From the records below, copy every line that contains the word "normalizer".

[Source material — start]

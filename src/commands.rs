use std::path::{Path, PathBuf};

use serde_json::Value;
use tracing::{info, warn};

use crate::data::storage::{StoredTrade, TradeStatistics};
use crate::data::{loader, storage};
use crate::engine;
use crate::engine::aggregator::TradeFilter;
use crate::errors::AppError;
use crate::models::result::JournalReport;
use crate::models::trade::{EnrichedTrade, ManualEntry, Trade};
use crate::utils::{export, frame};
use crate::AppState;

// ── Journal Commands ──

/// Import a journal CSV: validate every row, then replace the stored journal
/// or append to it. Returns the number of rows written.
pub fn import_csv(state: &mut AppState, path: &Path, append: bool) -> Result<usize, AppError> {
    let table = loader::load_csv(path)?;
    let trades = engine::normalizer::normalize_table(&table, &state.parser)?;

    let written = if append {
        let tx = state.db.transaction()?;
        for trade in &trades {
            storage::insert_trade(&tx, trade)?;
        }
        tx.commit()?;
        trades.len()
    } else {
        storage::replace_all_trades(&mut state.db, &trades)?
    };

    info!(
        "Imported {} trades from {} ({})",
        written,
        path.display(),
        if append { "appended" } else { "replaced" }
    );
    Ok(written)
}

/// Validate and store a manually entered trade.
pub fn add_trade(state: &AppState, entry: ManualEntry) -> Result<StoredTrade, AppError> {
    let trade = entry.into_trade()?;
    if trade.is_breakeven() {
        warn!("Breakeven trade stored; it will not appear in reports");
    }
    let id = storage::insert_trade(&state.db, &trade)?;
    info!("Trade added: #{} {}", id, trade.symbol);
    Ok(StoredTrade { id, trade })
}

/// Delete a stored trade by ID.
pub fn delete_trade(state: &AppState, id: i64) -> Result<(), AppError> {
    storage::delete_trade_by_id(&state.db, id)?;
    info!("Trade deleted: #{}", id);
    Ok(())
}

/// Stored trades as persisted, newest first.
pub fn stored_trades(state: &AppState) -> Result<Vec<StoredTrade>, AppError> {
    storage::load_trades(&state.db)
}

/// Enriched trades matching `filter`, newest first.
pub fn list_trades(state: &AppState, filter: &TradeFilter) -> Result<Vec<EnrichedTrade>, AppError> {
    let trades = load_journal(state)?;
    let normalized = engine::normalizer::normalize_trades(&trades)?;
    Ok(filter.apply(&engine::enricher::enrich(&normalized)))
}

/// First `limit` matching trades as JSON rows.
pub fn preview_trades(
    state: &AppState,
    filter: &TradeFilter,
    limit: usize,
) -> Result<Vec<Value>, AppError> {
    let trades = list_trades(state, filter)?;
    let df = frame::enriched_to_dataframe(&trades)?;
    frame::dataframe_to_json(&df.head(Some(limit)))
}

// ── Report Commands ──

/// Full report over the stored journal, restricted to trades matching `filter`.
pub fn build_report(state: &AppState, filter: &TradeFilter) -> Result<JournalReport, AppError> {
    let trades = list_trades(state, filter)?;
    Ok(engine::build_report(trades))
}

/// Quick SQL-side statistics.
pub fn statistics(state: &AppState) -> Result<TradeStatistics, AppError> {
    storage::trade_statistics(&state.db)
}

/// Write every report sheet plus a dump of the stored rows into `dir`
/// (the configured export directory when `None`). Returns the files written.
pub fn export_report(
    state: &AppState,
    dir: Option<PathBuf>,
    parquet: bool,
) -> Result<Vec<PathBuf>, AppError> {
    let dir = dir.unwrap_or_else(|| state.config.export_path());
    let report = build_report(state, &TradeFilter::default())?;

    let mut files = export::write_report_bundle(&report, &dir)?;

    let stored = storage::load_trades(&state.db)?;
    if let Some(path) = export::export_stored_csv(&stored, &dir)? {
        files.push(path);
    }

    if parquet {
        let path = dir.join("all_trades.parquet");
        let mut df = frame::enriched_to_dataframe(&report.trades)?;
        frame::write_parquet(&mut df, &path)?;
        files.push(path);
    }

    info!("Export complete: {} files in {}", files.len(), dir.display());
    Ok(files)
}

// ── Helpers ──

fn load_journal(state: &AppState) -> Result<Vec<Trade>, AppError> {
    Ok(storage::load_trades(&state.db)?
        .into_iter()
        .map(|s| s.trade)
        .collect())
}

[Source material — finish]

■ **Task response**:
    let trades = engine::normalizer::normalize_table(&table, &state.parser)?;
    let normalized = engine::normalizer::normalize_trades(&trades)?;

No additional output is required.